The scope of the type of cases (Jurisdiction) of the Judge depends on the type and level of the Court for which he is a presiding officer. Section 2(9) of Code of Civil Procedure, 1908 defines a 'Judge' as 'the presiding officer of a Civil Court'.
He is always considered superior to an advocate because he represents the Justice.
He always should respect the court proceedings and follow 'judicial ethics'.
He should not show bias to any advocate. He should not show his personal views, sentiments, religious beliefs, habits etc. in his conduct.
Judges are collectively called a Bench. The term also refers to the Judge's seat in the court-hall.
- Knowledge: An advocate can reject taking up a case citing it is not in the domain of his specialty. However a judge cannot reject a case that comes to him citing lack of knowledge in the specialization of the case. A Judge must always work hard and get proficiency in all subjects of law.
- Ignorance or lack of knowledge effects the entire administration of justice of that court and effects Bar-Bench relationship.
Under the Judicial Officers Protection Act, 1850, no Judge, Magistrate, Justice of the Peace, Collector or other person acting judicially, can be sued in any Court for any act done by him in the discharge of his judicial duty, whether or not within he limits of his jurisdiction, provided that he, at the time, in good faith, believed himself to have jurisdiction to do the act complained of.
Recruitment of Judges
At the lowest level, Judges are recruited using an examination conducted for the purpose. A minimum standing as an Advocate is a per-requisite to appear for the examination.

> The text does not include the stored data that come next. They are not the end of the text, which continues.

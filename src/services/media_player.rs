//! External media playback

use async_trait::async_trait;
use serde_json::{json, Value};
use std::{
    path::{Path, PathBuf},
    process::Stdio,
    sync::{Arc, Mutex, MutexGuard, PoisonError},
    time::Duration,
};
use tokio::{
    io::{AsyncBufReadExt, AsyncWriteExt, BufReader},
    net::{
        unix::{OwnedReadHalf, OwnedWriteHalf},
        UnixStream,
    },
    process::{Child, Command},
    task::JoinHandle,
    time::sleep,
};
use tracing::{debug, info, warn};

pub const DEFAULT_PLAYER_BINARY: &str = "mpv";

pub const DEFAULT_VOLUME: u8 = 70;

const CONNECT_ATTEMPTS: u32 = 50;
const CONNECT_RETRY_DELAY: Duration = Duration::from_millis(20);

// Property observer ids
const OBSERVE_TIME_POS: u64 = 1;
const OBSERVE_DURATION: u64 = 2;
const OBSERVE_PAUSE: u64 = 3;

/// What happened to the loaded media since the last poll
#[derive(Debug, Clone, PartialEq, Eq)]
pub enum MediaStatus {
    /// Still playing, paused, or nothing loaded
    Running,
    /// Played through to the end
    Ended,
    /// The player gave up on the media
    Failed(String),
}

/// Operations the queue needs from a player backend
#[async_trait]
pub trait MediaPlayer: Send {
    /// Replace the current source. Does not start playback.
    async fn load(&mut self, path: &Path, duration: Duration) -> Result<(), String>;
    async fn play(&mut self) -> Result<(), String>;
    async fn pause(&mut self) -> Result<(), String>;
    async fn stop(&mut self) -> Result<(), String>;
    async fn seek(&mut self, position: Duration) -> Result<(), String>;
    async fn set_volume(&mut self, volume: u8) -> Result<(), String>;

    fn position(&self) -> Duration;
    fn duration(&self) -> Duration;
    fn is_playing(&self) -> bool;
    fn volume(&self) -> u8;

    /// Reports `Ended` or `Failed` exactly once per finished source
    fn poll_media_status(&mut self) -> MediaStatus;
}

/// Playback state fed by mpv's event stream
#[derive(Debug, Default)]
struct PlayerShared {
    connected: bool,
    /// A source is loaded and has not finished
    active: bool,
    paused: bool,
    position: Duration,
    duration: Duration,
    outcome: Option<MediaStatus>,
}

fn lock(shared: &Mutex<PlayerShared>) -> MutexGuard<'_, PlayerShared> {
    shared.lock().unwrap_or_else(PoisonError::into_inner)
}

fn seconds(value: Option<&Value>) -> Option<Duration> {
    value
        .and_then(Value::as_f64)
        .and_then(|secs| Duration::try_from_secs_f64(secs.max(0.0)).ok())
}

/// Fold one IPC message into the shared state
fn apply_event(shared: &mut PlayerShared, message: &Value) {
    match message.get("event").and_then(Value::as_str) {
        Some("property-change") => match message.get("name").and_then(Value::as_str) {
            Some("time-pos") => {
                if let Some(position) = seconds(message.get("data")) {
                    shared.position = position;
                }
            }
            Some("duration") => {
                if let Some(duration) = seconds(message.get("data")) {
                    shared.duration = duration;
                }
            }
            Some("pause") => {
                if let Some(paused) = message.get("data").and_then(Value::as_bool) {
                    shared.paused = paused;
                }
            }
            _ => {}
        },
        // "stop" and "redirect" follow our own commands and are not outcomes
        Some("end-file") if shared.active => match message.get("reason").and_then(Value::as_str) {
            Some("eof") => {
                shared.active = false;
                shared.outcome = Some(MediaStatus::Ended);
            }
            Some("error") => {
                let detail = message
                    .get("file_error")
                    .and_then(Value::as_str)
                    .unwrap_or("unknown error");
                shared.active = false;
                shared.outcome = Some(MediaStatus::Failed(detail.to_string()));
            }
            _ => {}
        },
        Some(_) => {}
        None => {
            if let Some(error) = message.get("error").and_then(Value::as_str) {
                if error != "success" {
                    debug!("Player rejected command: {}", error);
                }
            }
        }
    }
}

async fn read_events(reader: OwnedReadHalf, shared: Arc<Mutex<PlayerShared>>) {
    let mut lines = BufReader::new(reader).lines();

    loop {
        match lines.next_line().await {
            Ok(Some(line)) => match serde_json::from_str::<Value>(&line) {
                Ok(message) => apply_event(&mut lock(&shared), &message),
                Err(e) => debug!("Unparsable player message {:?}: {}", line, e),
            },
            Ok(None) => break,
            Err(e) => {
                warn!("Player connection failed: {}", e);
                break;
            }
        }
    }

    let mut state = lock(&shared);
    state.connected = false;
    if state.active {
        state.active = false;
        state.outcome = Some(MediaStatus::Failed("Player process exited".to_string()));
    }
    info!("Player connection closed");
}

/// A live connection to one player process
struct Session {
    _child: Option<Child>,
    writer: OwnedWriteHalf,
    reader: JoinHandle<()>,
}

impl Drop for Session {
    fn drop(&mut self) {
        self.reader.abort();
    }
}

/// Plays files through one long-lived mpv process controlled over its JSON IPC
/// socket. Pause, seek and volume are property changes on the running process;
/// position and end of media come back as events.
pub struct MpvPlayer {
    binary: String,
    socket_path: PathBuf,
    session: Option<Session>,
    shared: Arc<Mutex<PlayerShared>>,
    source: Option<PathBuf>,
    volume: u8,
}

impl MpvPlayer {
    pub fn new(binary: impl Into<String>, socket_path: impl Into<PathBuf>) -> Self {
        Self {
            binary: binary.into(),
            socket_path: socket_path.into(),
            session: None,
            shared: Arc::new(Mutex::new(PlayerShared::default())),
            source: None,
            volume: DEFAULT_VOLUME,
        }
    }

    fn is_connected(&self) -> bool {
        self.session.is_some() && lock(&self.shared).connected
    }

    fn has_live_source(&self) -> bool {
        let active = lock(&self.shared).active;
        active && self.is_connected()
    }

    async fn ensure_session(&mut self) -> Result<(), String> {
        if self.is_connected() {
            return Ok(());
        }
        self.session = None;

        // A stale socket from an earlier run would refuse connections
        let _ = std::fs::remove_file(&self.socket_path);

        let mut child = Command::new(&self.binary)
            .arg("--idle=yes")
            .arg("--no-video")
            .arg("--no-terminal")
            .arg(format!("--volume={}", self.volume))
            .arg(format!("--input-ipc-server={}", self.socket_path.display()))
            .stdin(Stdio::null())
            .stdout(Stdio::null())
            .stderr(Stdio::null())
            .kill_on_drop(true)
            .spawn()
            .map_err(|e| format!("Failed to launch {}: {}", self.binary, e))?;

        let stream = connect_ipc(&self.socket_path, &mut child).await?;
        info!("Started {} on {}", self.binary, self.socket_path.display());
        self.attach(stream, Some(child)).await
    }

    async fn attach(&mut self, stream: UnixStream, child: Option<Child>) -> Result<(), String> {
        let (reader, writer) = stream.into_split();
        *lock(&self.shared) = PlayerShared {
            connected: true,
            ..PlayerShared::default()
        };

        let reader = tokio::spawn(read_events(reader, Arc::clone(&self.shared)));
        self.session = Some(Session {
            _child: child,
            writer,
            reader,
        });

        self.command(json!(["observe_property", OBSERVE_TIME_POS, "time-pos"])).await?;
        self.command(json!(["observe_property", OBSERVE_DURATION, "duration"])).await?;
        self.command(json!(["observe_property", OBSERVE_PAUSE, "pause"])).await
    }

    async fn command(&mut self, args: Value) -> Result<(), String> {
        let session = self
            .session
            .as_mut()
            .ok_or_else(|| "Player is not running".to_string())?;

        let mut line = json!({ "command": args }).to_string();
        line.push('\n');
        debug!("Player command {}", line.trim_end());

        let written = session.writer.write_all(line.as_bytes()).await;
        if let Err(e) = written {
            self.session = None;
            return Err(format!("Lost connection to player: {}", e));
        }
        Ok(())
    }
}

async fn connect_ipc(socket: &Path, child: &mut Child) -> Result<UnixStream, String> {
    for _ in 0..CONNECT_ATTEMPTS {
        if let Ok(Some(status)) = child.try_wait() {
            return Err(format!("Player exited during startup ({})", status));
        }
        match UnixStream::connect(socket).await {
            Ok(stream) => return Ok(stream),
            Err(_) => sleep(CONNECT_RETRY_DELAY).await,
        }
    }
    Err(format!("Player never opened {}", socket.display()))
}

#[async_trait]
impl MediaPlayer for MpvPlayer {
    async fn load(&mut self, path: &Path, duration: Duration) -> Result<(), String> {
        self.ensure_session().await?;
        {
            let mut state = lock(&self.shared);
            state.active = true;
            state.paused = true;
            state.position = Duration::ZERO;
            state.duration = duration;
            state.outcome = None;
        }
        self.source = Some(path.to_path_buf());

        self.command(json!(["set_property", "pause", true])).await?;
        self.command(json!(["loadfile", path.to_string_lossy(), "replace"])).await
    }

    async fn play(&mut self) -> Result<(), String> {
        // A finished or stopped source is loaded again from the top
        if !self.has_live_source() {
            let source = self.source.clone().ok_or_else(|| "No source loaded".to_string())?;
            let duration = lock(&self.shared).duration;
            self.load(&source, duration).await?;
        }

        self.command(json!(["set_property", "pause", false])).await?;
        lock(&self.shared).paused = false;
        Ok(())
    }

    async fn pause(&mut self) -> Result<(), String> {
        if !self.is_connected() {
            return Ok(());
        }
        self.command(json!(["set_property", "pause", true])).await?;
        lock(&self.shared).paused = true;
        Ok(())
    }

    async fn stop(&mut self) -> Result<(), String> {
        if self.is_connected() {
            self.command(json!(["stop"])).await?;
        }
        let mut state = lock(&self.shared);
        state.active = false;
        state.paused = true;
        state.position = Duration::ZERO;
        state.outcome = None;
        Ok(())
    }

    async fn seek(&mut self, position: Duration) -> Result<(), String> {
        let duration = self.duration();
        let position = if duration.is_zero() { position } else { position.min(duration) };

        if self.has_live_source() {
            self.command(json!(["seek", position.as_secs_f64(), "absolute"])).await?;
        }
        lock(&self.shared).position = position;
        Ok(())
    }

    async fn set_volume(&mut self, volume: u8) -> Result<(), String> {
        self.volume = volume.min(100);
        // Without a process the volume is passed at launch
        if self.is_connected() {
            let volume = self.volume;
            self.command(json!(["set_property", "volume", volume])).await?;
        }
        Ok(())
    }

    fn position(&self) -> Duration {
        let state = lock(&self.shared);
        if state.duration.is_zero() {
            state.position
        } else {
            state.position.min(state.duration)
        }
    }

    fn duration(&self) -> Duration {
        lock(&self.shared).duration
    }

    fn is_playing(&self) -> bool {
        let state = lock(&self.shared);
        state.active && !state.paused
    }

    fn volume(&self) -> u8 {
        self.volume
    }

    fn poll_media_status(&mut self) -> MediaStatus {
        lock(&self.shared).outcome.take().unwrap_or(MediaStatus::Running)
    }
}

The period of standing is calculated from the date of enrollment to the Bar Council.
Over time, these Magistrates / Judges are promoted to become Subordinate Judge. Subordinate Judge would be promoted to become a District Judge.
Judges are once upon a time Advocates.
- A Chief Judicial Magistrate in India may not pass a death sentence.

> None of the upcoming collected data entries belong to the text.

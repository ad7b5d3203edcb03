//! Utility functions module
//! 
//! This module contains utility functions used throughout the application.

pub mod signals;
pub mod time_format;

// Re-export main functions
pub use signals::shutdown_signal;
pub use time_format::{format_duration_short, format_hms};
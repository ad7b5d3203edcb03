//! Signal handling for graceful shutdown

use futures::stream::StreamExt;
use signal_hook_tokio::Signals;
use tracing::{info, warn};

/// Wait for SIGTERM or SIGINT so the dashboard can flush its layout before exiting
pub async fn shutdown_signal() {
    let mut signals = match Signals::new([
        signal_hook::consts::SIGTERM,
        signal_hook::consts::SIGINT,
    ]) {
        Ok(signals) => signals,
        Err(e) => {
            warn!("Failed to register signal handler: {}", e);
            // Without handlers the only way out is a kill, so never resolve
            std::future::pending::<()>().await;
            return;
        }
    };

    if let Some(signal) = signals.next().await {
        info!("Received signal: {}", signal);
    }
}
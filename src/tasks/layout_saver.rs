//! Debounced layout persistence task

use std::{sync::Arc, time::Duration};
use tokio::{sync::mpsc, time::sleep};
use tracing::{debug, info};

use crate::state::AppState;

/// Quiet period after the last save request before writing
pub const SAVE_DEBOUNCE: Duration = Duration::from_millis(250);

/// Wait for the first request, then keep extending the window until requests
/// stop arriving. Returns the number of requests folded in, or `None` once
/// every sender is gone.
pub async fn next_coalesced_batch(rx: &mut mpsc::UnboundedReceiver<()>, window: Duration) -> Option<usize> {
    rx.recv().await?;
    let mut requests = 1;

    loop {
        tokio::select! {
            _ = sleep(window) => return Some(requests),
            received = rx.recv() => match received {
                Some(()) => requests += 1,
                None => return Some(requests),
            },
        }
    }
}

/// Background task writing the layout once per burst of changes
pub async fn layout_saver_task(state: Arc<AppState>, mut rx: mpsc::UnboundedReceiver<()>) {
    info!("Starting layout saver task");

    while let Some(requests) = next_coalesced_batch(&mut rx, SAVE_DEBOUNCE).await {
        debug!("Saving layout after {} change(s)", requests);
        // Failures are already surfaced on the status line
        let _ = state.save_now();
    }

    info!("Layout saver stopped");
}

#[cfg(test)]
mod tests {
    use super::*;
    use tokio::time::advance;

    #[tokio::test(start_paused = true)]
    async fn burst_within_window_is_one_batch() {
        let (tx, mut rx) = mpsc::unbounded_channel();
        let batch = tokio::spawn(async move {
            let first = next_coalesced_batch(&mut rx, SAVE_DEBOUNCE).await;
            (first, rx)
        });

        for _ in 0..5 {
            tx.send(()).unwrap();
            advance(Duration::from_millis(100)).await;
        }

        let (first, mut rx) = batch.await.unwrap();
        assert_eq!(first, Some(5));

        tx.send(()).unwrap();
        drop(tx);
        assert_eq!(next_coalesced_batch(&mut rx, SAVE_DEBOUNCE).await, Some(1));
        assert_eq!(next_coalesced_batch(&mut rx, SAVE_DEBOUNCE).await, None);
    }

    #[tokio::test(start_paused = true)]
    async fn requests_after_the_window_start_a_new_batch() {
        let (tx, mut rx) = mpsc::unbounded_channel();
        tx.send(()).unwrap();
        assert_eq!(next_coalesced_batch(&mut rx, SAVE_DEBOUNCE).await, Some(1));

        tx.send(()).unwrap();
        tx.send(()).unwrap();
        assert_eq!(next_coalesced_batch(&mut rx, SAVE_DEBOUNCE).await, Some(2));
    }
}
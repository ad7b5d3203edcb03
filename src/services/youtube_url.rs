//! YouTube URL parsing and canonicalization

use std::sync::OnceLock;

use regex::Regex;
use url::Url;

/// Hosts served by the watch-page layout (`/watch?v=`, `/shorts/<id>`, ...)
const WATCH_HOSTS: [&str; 3] = ["youtube.com", "m.youtube.com", "music.youtube.com"];

/// Short-link host where the id is the first path segment
const SHORT_HOST: &str = "youtu.be";

/// Path prefixes whose second segment is the video id
const ID_PATH_PREFIXES: [&str; 3] = ["shorts", "embed", "live"];

fn video_id_pattern() -> &'static Regex {
    static PATTERN: OnceLock<Regex> = OnceLock::new();
    PATTERN.get_or_init(|| Regex::new(r"^[A-Za-z0-9_-]{11}$").expect("static pattern compiles"))
}

/// Lowercased host with any leading `www.` removed
fn normalized_host(url: &Url) -> Option<String> {
    let host = url.host_str()?.to_lowercase();
    Some(match host.strip_prefix("www.") {
        Some(rest) => rest.to_string(),
        None => host,
    })
}

fn is_accepted_host(host: &str) -> bool {
    host == SHORT_HOST || WATCH_HOSTS.contains(&host)
}

/// Extract the 11-character video id from a YouTube URL.
///
/// Returns `None` for anything that does not parse, is not on a YouTube host,
/// or carries an id that fails the `[A-Za-z0-9_-]{11}` check.
pub fn extract_video_id(input: &str) -> Option<String> {
    let url = Url::parse(input.trim()).ok()?;
    let host = normalized_host(&url)?;

    let candidate = if host == SHORT_HOST {
        url.path().trim_matches('/').split('/').next().map(str::to_string)
    } else if WATCH_HOSTS.contains(&host.as_str()) {
        let segments: Vec<&str> = url.path().split('/').filter(|s| !s.is_empty()).collect();
        if url.path() == "/watch" {
            url.query_pairs()
                .find(|(key, _)| key == "v")
                .map(|(_, value)| value.into_owned())
        } else if segments.len() > 1 && ID_PATH_PREFIXES.contains(&segments[0]) {
            Some(segments[1].to_string())
        } else {
            None
        }
    } else {
        None
    };

    candidate.filter(|id| video_id_pattern().is_match(id))
}

/// True when the URL is http(s), on an accepted YouTube host, and resolves to a video id
pub fn is_valid_youtube_url(input: &str) -> bool {
    let url = match Url::parse(input.trim()) {
        Ok(url) => url,
        Err(_) => return false,
    };

    if url.scheme() != "http" && url.scheme() != "https" {
        return false;
    }

    match normalized_host(&url) {
        Some(host) if is_accepted_host(&host) => extract_video_id(input).is_some(),
        _ => false,
    }
}

/// Rewrite any accepted URL to `https://www.youtube.com/watch?v=<id>`.
///
/// When no id resolves the trimmed input comes back unchanged, so callers
/// still have to validate the result.
pub fn canonical_watch_url(input: &str) -> String {
    match extract_video_id(input) {
        Some(id) => format!("https://www.youtube.com/watch?v={}", id),
        None => input.trim().to_string(),
    }
}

- In some countries, such as in the United States, Judges might have strong ties with political activities. This is because, in some case it will appear that it is the political influence that lead to the appointment of certain judges.

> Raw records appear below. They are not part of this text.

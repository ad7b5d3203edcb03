//! Error taxonomy for the dashboard

use std::path::PathBuf;
use thiserror::Error;

/// Result alias used across the crate
pub type Result<T> = std::result::Result<T, DashboardError>;

/// Every failure the dashboard can surface. None of them are fatal.
#[derive(Debug, Error)]
pub enum DashboardError {
    #[error("Invalid YouTube URL.")]
    InvalidUrl,

    #[error("Failed to read video metadata: {0}")]
    MetadataFetchFailed(String),

    #[error("{0}")]
    ExtractionFailed(String),

    #[error("Download finished but no audio file found in cache.")]
    DownloadIncomplete,

    #[error("Cached file missing: {}", .0.display())]
    CacheFileMissing(PathBuf),

    #[error("Could not save {}: {source}", .path.display())]
    PersistenceWriteFailed {
        path: PathBuf,
        #[source]
        source: std::io::Error,
    },

    #[error("Layout file is malformed: {0}")]
    PersistenceReadMalformed(String),

    #[error("Audio player unavailable: {0}")]
    PlayerUnavailable(String),

    #[error("Timer not found: {0}")]
    TimerNotFound(String),

    #[error("Queue entry not found: {0}")]
    QueueEntryNotFound(String),

    #[error("Set a duration greater than 0.")]
    InvalidDuration,
}

impl DashboardError {
    /// Text shown on the status line for this failure
    pub fn status_text(&self) -> String {
        format!("Error: {}", self)
    }
}
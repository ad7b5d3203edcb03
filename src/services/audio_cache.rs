//! On-disk cache of downloaded audio, keyed by video id

use std::{
    fs,
    io,
    path::{Path, PathBuf},
};
use tracing::{debug, info};

/// Suffixes left behind by interrupted downloads
pub const PARTIAL_CACHE_SUFFIXES: [&str; 4] = [".part", ".ytdl", ".tmp", ".temp"];

/// Flat directory of `<video_id>.<ext>` files
#[derive(Debug, Clone)]
pub struct AudioCache {
    dir: PathBuf,
}

fn is_partial(path: &Path) -> bool {
    let name = match path.file_name() {
        Some(name) => name.to_string_lossy().to_lowercase(),
        None => return false,
    };
    PARTIAL_CACHE_SUFFIXES.iter().any(|suffix| name.ends_with(suffix))
}

impl AudioCache {
    pub fn new(dir: impl Into<PathBuf>) -> Self {
        Self { dir: dir.into() }
    }

    pub fn dir(&self) -> &Path {
        &self.dir
    }

    /// Create the cache directory if it does not exist yet
    pub fn ensure_dir(&self) -> io::Result<()> {
        fs::create_dir_all(&self.dir)
    }

    /// Output template handed to the extractor, `<dir>/<id>.%(ext)s`
    pub fn output_template(&self, video_id: &str) -> String {
        self.dir
            .join(format!("{}.%(ext)s", video_id))
            .to_string_lossy()
            .into_owned()
    }

    /// Regular files in the cache directory whose name starts with `<video_id>.`, sorted by name
    fn files_for(&self, video_id: &str) -> Vec<PathBuf> {
        let prefix = format!("{}.", video_id);
        let mut matches: Vec<PathBuf> = self
            .regular_files()
            .into_iter()
            .filter(|path| {
                path.file_name()
                    .map(|name| name.to_string_lossy().starts_with(&prefix))
                    .unwrap_or(false)
            })
            .collect();
        matches.sort();
        matches
    }

    fn regular_files(&self) -> Vec<PathBuf> {
        let entries = match fs::read_dir(&self.dir) {
            Ok(entries) => entries,
            Err(e) => {
                debug!("Cannot read cache directory {}: {}", self.dir.display(), e);
                return Vec::new();
            }
        };

        entries
            .filter_map(|entry| entry.ok())
            .map(|entry| entry.path())
            .filter(|path| path.is_file())
            .collect()
    }

    /// First complete cached file for the video, as an absolute path
    pub fn find_cached_audio(&self, video_id: &str) -> Option<PathBuf> {
        let found = self
            .files_for(video_id)
            .into_iter()
            .find(|path| !is_partial(path))?;

        debug!("Cache hit for {}: {}", video_id, found.display());
        Some(fs::canonicalize(&found).unwrap_or(found))
    }

    /// Remove leftover partial downloads for one video. Failures are ignored.
    pub fn cleanup_partial_cache_files(&self, video_id: &str) {
        for path in self.files_for(video_id).into_iter().filter(|p| is_partial(p)) {
            remove_quietly(&path);
        }
    }

    /// Remove every partial download in the cache. Run once at startup, before
    /// any download is accepted, so it cannot race an in-flight fetch.
    pub fn cleanup_all_partial_cache_files(&self) -> usize {
        let mut removed = 0;
        for path in self.regular_files().into_iter().filter(|p| is_partial(p)) {
            if remove_quietly(&path) {
                removed += 1;
            }
        }
        if removed > 0 {
            info!("Removed {} partial download(s) from {}", removed, self.dir.display());
        }
        removed
    }
}

fn remove_quietly(path: &Path) -> bool {
    match fs::remove_file(path) {
        Ok(()) => {
            debug!("Removed partial cache file {}", path.display());
            true
        }
        Err(e) => {
            debug!("Could not remove {}: {}", path.display(), e);
            false
        }
    }
}

#[cfg(test)]
mod tests {
    use super::*;
    use tempfile::TempDir;

    const ID: &str = "dQw4w9WgXcQ";

    fn touch(dir: &Path, name: &str) -> PathBuf {
        let path = dir.join(name);
        fs::write(&path, b"audio").unwrap();
        path
    }

    #[test]
    fn find_ignores_partial_files() {
        let temp = TempDir::new().unwrap();
        touch(temp.path(), &format!("{}.part", ID));
        touch(temp.path(), &format!("{}.m4a", ID));
        let cache = AudioCache::new(temp.path());

        let found = cache.find_cached_audio(ID).unwrap();
        assert_eq!(found.file_name().unwrap(), "dQw4w9WgXcQ.m4a");
        assert!(found.is_absolute());
    }

    #[test]
    fn find_returns_first_by_name() {
        let temp = TempDir::new().unwrap();
        touch(temp.path(), &format!("{}.webm", ID));
        touch(temp.path(), &format!("{}.m4a", ID));
        let cache = AudioCache::new(temp.path());

        let found = cache.find_cached_audio(ID).unwrap();
        assert_eq!(found.file_name().unwrap(), "dQw4w9WgXcQ.m4a");
    }

    #[test]
    fn find_misses_on_only_partials_or_other_ids() {
        let temp = TempDir::new().unwrap();
        touch(temp.path(), &format!("{}.webm.PART", ID));
        touch(temp.path(), &format!("{}.ytdl", ID));
        touch(temp.path(), "aaaaaaaaaaa.m4a");
        fs::create_dir(temp.path().join(format!("{}.dir", ID))).unwrap();
        let cache = AudioCache::new(temp.path());

        assert!(cache.find_cached_audio(ID).is_none());
    }

    #[test]
    fn find_on_missing_directory_is_none() {
        let temp = TempDir::new().unwrap();
        let cache = AudioCache::new(temp.path().join("absent"));
        assert!(cache.find_cached_audio(ID).is_none());
    }

    #[test]
    fn cleanup_for_id_only_touches_that_id() {
        let temp = TempDir::new().unwrap();
        let partial = touch(temp.path(), &format!("{}.m4a.part", ID));
        let complete = touch(temp.path(), &format!("{}.m4a", ID));
        let other = touch(temp.path(), "aaaaaaaaaaa.tmp");
        let cache = AudioCache::new(temp.path());

        cache.cleanup_partial_cache_files(ID);

        assert!(!partial.exists());
        assert!(complete.exists());
        assert!(other.exists());
    }

    #[test]
    fn cleanup_all_removes_every_partial() {
        let temp = TempDir::new().unwrap();
        touch(temp.path(), "aaaaaaaaaaa.tmp");
        touch(temp.path(), "bbbbbbbbbbb.temp");
        let keep = touch(temp.path(), "ccccccccccc.opus");
        let cache = AudioCache::new(temp.path());

        assert_eq!(cache.cleanup_all_partial_cache_files(), 2);
        assert!(keep.exists());
        assert_eq!(fs::read_dir(temp.path()).unwrap().count(), 1);
    }

    #[test]
    fn output_template_uses_extractor_placeholder() {
        let cache = AudioCache::new("/data/cache");
        assert_eq!(cache.output_template(ID), "/data/cache/dQw4w9WgXcQ.%(ext)s");
    }
}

Related Cases /Recent Cases / Case Law
- Commissioners of Taxation v English Scottish and Australian Bank Ltd., AIR 1920 PC 88 at p. 91: The question of negligence is one of fact and that a finding by a Judge is not liable to be interfered with unless it is not supported by any evidence.
- S D Joshi vs High Court of Bombay (2011) 1 SCC 252, para 62: Judges are not employees of the State. As members of the judiciary, they exercise sovereign judicial powers of the State. The Judges, at whatever level they may be, represent the State and its authority unlike the bureaucracy or the members of other services.
- C Ravichandran Iyer vs Justice AM Bhattacharjee (1995) 5 SCC 457: The Supreme Court discussed at length and has laid down several principle and guidelines in regard to Bar-Bench relations.
- Satyendra Narain Singh and others vs Ram Nath Singh and others, AIR 1984 SC 1755: When a case of a Advocate Son came before a Judge Father, the Advocate-Son withdrew from the case. The Supreme Court felt that the advocate son, rather than the judge father, withdraws from the case.
- Pankajakshi (Dead) through LRS and Others v Chandrika and Others, Civil Appeal Jurisdiction, Civil Appeal No 201 of 2005, Supreme Court of India judgement dated February 25, 2016
Related Acts / Legislation / Statute
- Advocates Act, 1961
- Contempt of Courts Act, 1971
- Article 5 of French Civil Code: Judges are forbidden to decide cases submitted to them by way of general and regulatory provisions.